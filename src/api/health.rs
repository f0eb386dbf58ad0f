//! Health check endpoints

use axum::{extract::State, Json};
use serde::Serialize;
use utoipa::ToSchema;

use crate::error::AppResult;

#[derive(Serialize, ToSchema)]
pub struct HealthResponse {
    /// Current status of the service
    pub status: String,
    /// Version of the service
    pub version: String,
}

/// Health check endpoint
#[utoipa::path(
    get,
    path = "/health",
    tag = "health",
    responses(
        (status = 200, description = "Service is healthy", body = HealthResponse)
    )
)]
pub async fn health_check() -> Json<HealthResponse> {
    Json(HealthResponse {
        status: "healthy".to_string(),
        version: env!("CARGO_PKG_VERSION").to_string(),
    })
}

/// Readiness check endpoint (checks store connectivity)
#[utoipa::path(
    get,
    path = "/ready",
    tag = "health",
    responses(
        (status = 200, description = "Service is ready", body = HealthResponse),
        (status = 500, description = "Store unreachable", body = crate::error::ErrorResponse)
    )
)]
pub async fn readiness_check(
    State(state): State<crate::AppState>,
) -> AppResult<Json<HealthResponse>> {
    state.services.check_store().await?;

    Ok(Json(HealthResponse {
        status: "ready".to_string(),
        version: env!("CARGO_PKG_VERSION").to_string(),
    }))
}
//! Error types for Bookdesk server

use axum::{
    http::StatusCode,
    response::{IntoResponse, Response},
    Json,
};
use serde::Serialize;
use thiserror::Error;

/// Numeric error codes returned in error bodies
#[derive(Debug, Clone, Copy, PartialEq, Eq)]
#[repr(u32)]
pub enum ErrorCode {
    Failure = 1,
    NotAuthorized = 2,
    DbFailure = 3,
    NoSuchData = 4,
    Duplicate = 5,
    BadValue = 6,
}

/// Main application error type.
///
/// Business rejections of the lending workflows (limit reached, book
/// unavailable, ...) are not errors; they are returned as outcome values by
/// the loan and fine services.
#[derive(Error, Debug)]
pub enum AppError {
    #[error("Authentication failed: {0}")]
    Authentication(String),

    #[error("Not found: {0}")]
    NotFound(String),

    #[error("Validation error: {0}")]
    Validation(String),

    #[error("Database error: {0}")]
    Database(#[from] sqlx::Error),

    #[error("Storage error: {0}")]
    Storage(String),

    #[error("Conflict: {0}")]
    Conflict(String),

    #[error("Bad request: {0}")]
    BadRequest(String),

    #[error("Internal server error: {0}")]
    Internal(String),
}

impl From<validator::ValidationErrors> for AppError {
    fn from(errors: validator::ValidationErrors) -> Self {
        AppError::Validation(errors.to_string())
    }
}

/// Error response body
#[derive(Serialize, utoipa::ToSchema)]
pub struct ErrorResponse {
    pub code: u32,
    pub error: String,
    pub message: String,
}

impl IntoResponse for AppError {
    fn into_response(self) -> Response {
        let (status, code, message) = match &self {
            AppError::Authentication(msg) => {
                (StatusCode::UNAUTHORIZED, ErrorCode::NotAuthorized, msg.clone())
            }
            AppError::NotFound(msg) => {
                (StatusCode::NOT_FOUND, ErrorCode::NoSuchData, msg.clone())
            }
            AppError::Validation(msg) => {
                (StatusCode::BAD_REQUEST, ErrorCode::BadValue, msg.clone())
            }
            AppError::Database(e) => {
                tracing::error!("Database error: {:?}", e);
                (
                    StatusCode::INTERNAL_SERVER_ERROR,
                    ErrorCode::DbFailure,
                    "Database error".to_string(),
                )
            }
            AppError::Storage(msg) => {
                tracing::error!("Storage error: {}", msg);
                (
                    StatusCode::INTERNAL_SERVER_ERROR,
                    ErrorCode::DbFailure,
                    "Storage error".to_string(),
                )
            }
            AppError::Conflict(msg) => {
                (StatusCode::CONFLICT, ErrorCode::Duplicate, msg.clone())
            }
            AppError::BadRequest(msg) => {
                (StatusCode::BAD_REQUEST, ErrorCode::BadValue, msg.clone())
            }
            AppError::Internal(msg) => {
                tracing::error!("Internal error: {}", msg);
                (
                    StatusCode::INTERNAL_SERVER_ERROR,
                    ErrorCode::Failure,
                    "Internal server error".to_string(),
                )
            }
        };

        let body = Json(ErrorResponse {
            code: code as u32,
            error: format!("{:?}", code),
            message,
        });

        (status, body).into_response()
    }
}

/// Result type alias for application operations
pub type AppResult<T> = Result<T, AppError>;
//! Loan records repository for database operations

use sqlx::PgConnection;

use crate::{
    error::AppResult,
    models::loan::{LoanQuery, LoanRecord},
};

const LOAN_COLUMNS: &str = "id, user_id, book_id, borrow_date, return_date, fine, fine_paid";

/// Get loan record by ID
pub async fn get_by_id(conn: &mut PgConnection, id: &str) -> AppResult<Option<LoanRecord>> {
    let record = sqlx::query_as::<_, LoanRecord>(&format!(
        "SELECT {} FROM loan_records WHERE id = $1",
        LOAN_COLUMNS
    ))
    .bind(id)
    .fetch_optional(conn)
    .await?;
    Ok(record)
}

/// Get loan record by ID and lock its row until the transaction ends
pub async fn lock_by_id(conn: &mut PgConnection, id: &str) -> AppResult<Option<LoanRecord>> {
    let record = sqlx::query_as::<_, LoanRecord>(&format!(
        "SELECT {} FROM loan_records WHERE id = $1 FOR UPDATE",
        LOAN_COLUMNS
    ))
    .bind(id)
    .fetch_optional(conn)
    .await?;
    Ok(record)
}

/// List loan records, oldest borrow first
pub async fn search(conn: &mut PgConnection, query: &LoanQuery) -> AppResult<Vec<LoanRecord>> {
    let records = sqlx::query_as::<_, LoanRecord>(&format!(
        r#"
        SELECT {}
        FROM loan_records
        WHERE ($1::boolean IS NULL OR (return_date IS NULL) = $1)
          AND ($2::text IS NULL OR user_id = $2)
          AND ($3::text IS NULL OR book_id = $3)
        ORDER BY borrow_date, id
        "#,
        LOAN_COLUMNS
    ))
    .bind(query.open)
    .bind(query.user_id.as_deref())
    .bind(query.book_id.as_deref())
    .fetch_all(conn)
    .await?;
    Ok(records)
}

/// Count a user's open loans
pub async fn count_open_for_user(conn: &mut PgConnection, user_id: &str) -> AppResult<i64> {
    let count: i64 = sqlx::query_scalar(
        "SELECT COUNT(*) FROM loan_records WHERE user_id = $1 AND return_date IS NULL",
    )
    .bind(user_id)
    .fetch_one(conn)
    .await?;
    Ok(count)
}

/// Create a new loan record
pub async fn create(conn: &mut PgConnection, record: &LoanRecord) -> AppResult<()> {
    sqlx::query(
        r#"
        INSERT INTO loan_records (id, user_id, book_id, borrow_date, return_date, fine, fine_paid)
        VALUES ($1, $2, $3, $4, $5, $6, $7)
        "#,
    )
    .bind(&record.id)
    .bind(&record.user_id)
    .bind(&record.book_id)
    .bind(record.borrow_date)
    .bind(record.return_date)
    .bind(record.fine)
    .bind(record.fine_paid)
    .execute(conn)
    .await?;
    Ok(())
}

/// Update the mutable part of a loan record
pub async fn update(conn: &mut PgConnection, record: &LoanRecord) -> AppResult<bool> {
    let result = sqlx::query(
        r#"
        UPDATE loan_records
        SET return_date = $1, fine = $2, fine_paid = $3
        WHERE id = $4
        "#,
    )
    .bind(record.return_date)
    .bind(record.fine)
    .bind(record.fine_paid)
    .bind(&record.id)
    .execute(conn)
    .await?;
    Ok(result.rows_affected() > 0)
}
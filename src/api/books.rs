//! Book registry endpoints

use axum::{
    extract::{Path, Query, State},
    http::StatusCode,
    Json,
};
use validator::Validate;

use crate::{
    error::AppResult,
    models::book::{Book, BookQuery, CreateBook, UpdateBook},
};

/// List books
#[utoipa::path(
    get,
    path = "/books",
    tag = "books",
    params(BookQuery),
    responses(
        (status = 200, description = "List of books", body = Vec<Book>)
    )
)]
pub async fn list_books(
    State(state): State<crate::AppState>,
    Query(query): Query<BookQuery>,
) -> AppResult<Json<Vec<Book>>> {
    let books = state.services.books.list(&query).await?;
    Ok(Json(books))
}

/// Get book by ID
#[utoipa::path(
    get,
    path = "/books/{id}",
    tag = "books",
    params(
        ("id" = String, Path, description = "Book ID")
    ),
    responses(
        (status = 200, description = "Book details", body = Book),
        (status = 404, description = "Book not found")
    )
)]
pub async fn get_book(
    State(state): State<crate::AppState>,
    Path(id): Path<String>,
) -> AppResult<Json<Book>> {
    let book = state.services.books.get(&id).await?;
    Ok(Json(book))
}

/// Register a new book
#[utoipa::path(
    post,
    path = "/books",
    tag = "books",
    request_body = CreateBook,
    responses(
        (status = 201, description = "Book created", body = Book),
        (status = 400, description = "Invalid input")
    )
)]
pub async fn create_book(
    State(state): State<crate::AppState>,
    Json(book): Json<CreateBook>,
) -> AppResult<(StatusCode, Json<Book>)> {
    book.validate()?;

    let created = state.services.books.create(book).await?;
    Ok((StatusCode::CREATED, Json(created)))
}

/// Update bibliographic fields of a book
#[utoipa::path(
    put,
    path = "/books/{id}",
    tag = "books",
    params(
        ("id" = String, Path, description = "Book ID")
    ),
    request_body = UpdateBook,
    responses(
        (status = 200, description = "Book updated", body = Book),
        (status = 400, description = "Invalid input"),
        (status = 404, description = "Book not found")
    )
)]
pub async fn update_book(
    State(state): State<crate::AppState>,
    Path(id): Path<String>,
    Json(book): Json<UpdateBook>,
) -> AppResult<Json<Book>> {
    book.validate()?;

    let updated = state.services.books.update(&id, book).await?;
    Ok(Json(updated))
}

/// Delete a book
#[utoipa::path(
    delete,
    path = "/books/{id}",
    tag = "books",
    params(
        ("id" = String, Path, description = "Book ID")
    ),
    responses(
        (status = 204, description = "Book deleted"),
        (status = 404, description = "Book not found"),
        (status = 409, description = "Book has loan history")
    )
)]
pub async fn delete_book(
    State(state): State<crate::AppState>,
    Path(id): Path<String>,
) -> AppResult<StatusCode> {
    state.services.books.delete(&id).await?;
    Ok(StatusCode::NO_CONTENT)
}
//! Reporting endpoints

use axum::{
    extract::{Query, State},
    Json,
};

use crate::{
    error::AppResult,
    models::{loan::OverdueLoan, report::ReportSummary, Book, LoanRecord},
};

use super::AsOfQuery;

/// Books currently available for borrowing
#[utoipa::path(
    get,
    path = "/reports/available-books",
    tag = "reports",
    responses(
        (status = 200, description = "Available books", body = Vec<Book>)
    )
)]
pub async fn available_books(
    State(state): State<crate::AppState>,
) -> AppResult<Json<Vec<Book>>> {
    let books = state.services.reports.available_books().await?;
    Ok(Json(books))
}

/// Loans not yet returned
#[utoipa::path(
    get,
    path = "/reports/borrowed",
    tag = "reports",
    responses(
        (status = 200, description = "Open loan records", body = Vec<LoanRecord>)
    )
)]
pub async fn borrowed(State(state): State<crate::AppState>) -> AppResult<Json<Vec<LoanRecord>>> {
    let records = state.services.reports.borrowed().await?;
    Ok(Json(records))
}

/// Open loans past the lending period
#[utoipa::path(
    get,
    path = "/reports/overdue",
    tag = "reports",
    params(AsOfQuery),
    responses(
        (status = 200, description = "Overdue loans with their live fine", body = Vec<OverdueLoan>)
    )
)]
pub async fn overdue(
    State(state): State<crate::AppState>,
    Query(query): Query<AsOfQuery>,
) -> AppResult<Json<Vec<OverdueLoan>>> {
    let overdue = state.services.reports.overdue(query.date()).await?;
    Ok(Json(overdue))
}

/// Dashboard counters
#[utoipa::path(
    get,
    path = "/reports/summary",
    tag = "reports",
    params(AsOfQuery),
    responses(
        (status = 200, description = "Summary", body = ReportSummary)
    )
)]
pub async fn summary(
    State(state): State<crate::AppState>,
    Query(query): Query<AsOfQuery>,
) -> AppResult<Json<ReportSummary>> {
    let summary = state.services.reports.summary(query.date()).await?;
    Ok(Json(summary))
}
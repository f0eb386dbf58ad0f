//! Loan ledger endpoints: borrowing, returns and fines

use axum::{
    body::Bytes,
    extract::{Path, Query, State},
    http::StatusCode,
    response::{IntoResponse, Response},
    Json,
};
use chrono::NaiveDate;
use serde::Deserialize;
use utoipa::ToSchema;

use crate::{
    error::{AppError, AppResult},
    models::loan::{
        BorrowOutcome, FineEstimate, LoanQuery, LoanRecord, PaymentOutcome, ReturnOutcome,
    },
};

use super::{today, AsOfQuery, RejectionResponse};

/// Borrow request
#[derive(Debug, Deserialize, ToSchema)]
pub struct CreateLoanRequest {
    pub user_id: String,
    pub book_id: String,
    /// Defaults to today
    pub borrow_date: Option<NaiveDate>,
}

/// Return request
#[derive(Debug, Default, Deserialize, ToSchema)]
pub struct ReturnLoanRequest {
    /// Defaults to today
    pub return_date: Option<NaiveDate>,
}

impl ReturnLoanRequest {
    /// Parse a return body. Only an empty body means "no request"; anything
    /// else must be a valid request.
    pub fn from_body(body: &[u8]) -> AppResult<Self> {
        if body.iter().all(u8::is_ascii_whitespace) {
            return Ok(Self::default());
        }
        serde_json::from_slice(body)
            .map_err(|e| AppError::BadRequest(format!("Invalid return request: {}", e)))
    }
}

/// List loan records
#[utoipa::path(
    get,
    path = "/loans",
    tag = "loans",
    params(LoanQuery),
    responses(
        (status = 200, description = "Loan records, oldest first", body = Vec<LoanRecord>)
    )
)]
pub async fn list_loans(
    State(state): State<crate::AppState>,
    Query(query): Query<LoanQuery>,
) -> AppResult<Json<Vec<LoanRecord>>> {
    let records = state.services.loans.list(&query).await?;
    Ok(Json(records))
}

/// Get loan record by ID
#[utoipa::path(
    get,
    path = "/loans/{id}",
    tag = "loans",
    params(
        ("id" = String, Path, description = "Loan record ID")
    ),
    responses(
        (status = 200, description = "Loan record", body = LoanRecord),
        (status = 404, description = "Loan record not found")
    )
)]
pub async fn get_loan(
    State(state): State<crate::AppState>,
    Path(id): Path<String>,
) -> AppResult<Json<LoanRecord>> {
    let record = state.services.loans.get(&id).await?;
    Ok(Json(record))
}

/// Borrow a book
#[utoipa::path(
    post,
    path = "/loans",
    tag = "loans",
    request_body = CreateLoanRequest,
    responses(
        (status = 201, description = "Loan opened", body = LoanRecord),
        (status = 409, description = "Declined by a lending rule", body = RejectionResponse)
    )
)]
pub async fn borrow_book(
    State(state): State<crate::AppState>,
    Json(request): Json<CreateLoanRequest>,
) -> AppResult<Response> {
    let borrow_date = request.borrow_date.unwrap_or_else(today);

    let outcome = state
        .services
        .loans
        .borrow(&request.user_id, &request.book_id, borrow_date)
        .await?;

    Ok(match outcome {
        BorrowOutcome::Borrowed(record) => (StatusCode::CREATED, Json(record)).into_response(),
        BorrowOutcome::Rejected(rejection) => {
            RejectionResponse::new(rejection.code(), rejection.to_string()).into_response()
        }
    })
}

/// Return a borrowed book
#[utoipa::path(
    post,
    path = "/loans/{id}/return",
    tag = "loans",
    params(
        ("id" = String, Path, description = "Loan record ID")
    ),
    request_body = ReturnLoanRequest,
    responses(
        (status = 200, description = "Loan closed with its fine", body = LoanRecord),
        (status = 400, description = "Malformed request body", body = crate::error::ErrorResponse),
        (status = 409, description = "Declined", body = RejectionResponse)
    )
)]
pub async fn return_loan(
    State(state): State<crate::AppState>,
    Path(id): Path<String>,
    body: Bytes,
) -> AppResult<Response> {
    let request = ReturnLoanRequest::from_body(&body)?;
    let return_date = request.return_date.unwrap_or_else(today);

    let outcome = state.services.loans.return_loan(&id, return_date).await?;

    Ok(match outcome {
        ReturnOutcome::Returned(record) => Json(record).into_response(),
        ReturnOutcome::Rejected(rejection) => {
            RejectionResponse::new(rejection.code(), rejection.to_string()).into_response()
        }
    })
}

/// Fine a loan carries as of a date
#[utoipa::path(
    get,
    path = "/loans/{id}/fine",
    tag = "loans",
    params(
        ("id" = String, Path, description = "Loan record ID"),
        AsOfQuery
    ),
    responses(
        (status = 200, description = "Fine estimate", body = FineEstimate),
        (status = 404, description = "Loan record not found")
    )
)]
pub async fn get_fine(
    State(state): State<crate::AppState>,
    Path(id): Path<String>,
    Query(query): Query<AsOfQuery>,
) -> AppResult<Json<FineEstimate>> {
    let estimate = state.services.fines.estimate(&id, query.date()).await?;
    Ok(Json(estimate))
}

/// Pay the fine of a returned loan
#[utoipa::path(
    post,
    path = "/loans/{id}/pay-fine",
    tag = "loans",
    params(
        ("id" = String, Path, description = "Loan record ID")
    ),
    responses(
        (status = 200, description = "Fine paid", body = LoanRecord),
        (status = 409, description = "Declined", body = RejectionResponse)
    )
)]
pub async fn pay_fine(
    State(state): State<crate::AppState>,
    Path(id): Path<String>,
) -> AppResult<Response> {
    let outcome = state.services.fines.pay_fine(&id).await?;

    Ok(match outcome {
        PaymentOutcome::Paid(record) => Json(record).into_response(),
        PaymentOutcome::Rejected(rejection) => {
            RejectionResponse::new(rejection.code(), rejection.to_string()).into_response()
        }
    })
}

What to work on:
Where does the word "Deserialize" occur in the data? Copy every line that has it.

Solution for this problem:
use serde::Deserialize;
#[derive(Debug, Deserialize, ToSchema)]
#[derive(Debug, Default, Deserialize, ToSchema)]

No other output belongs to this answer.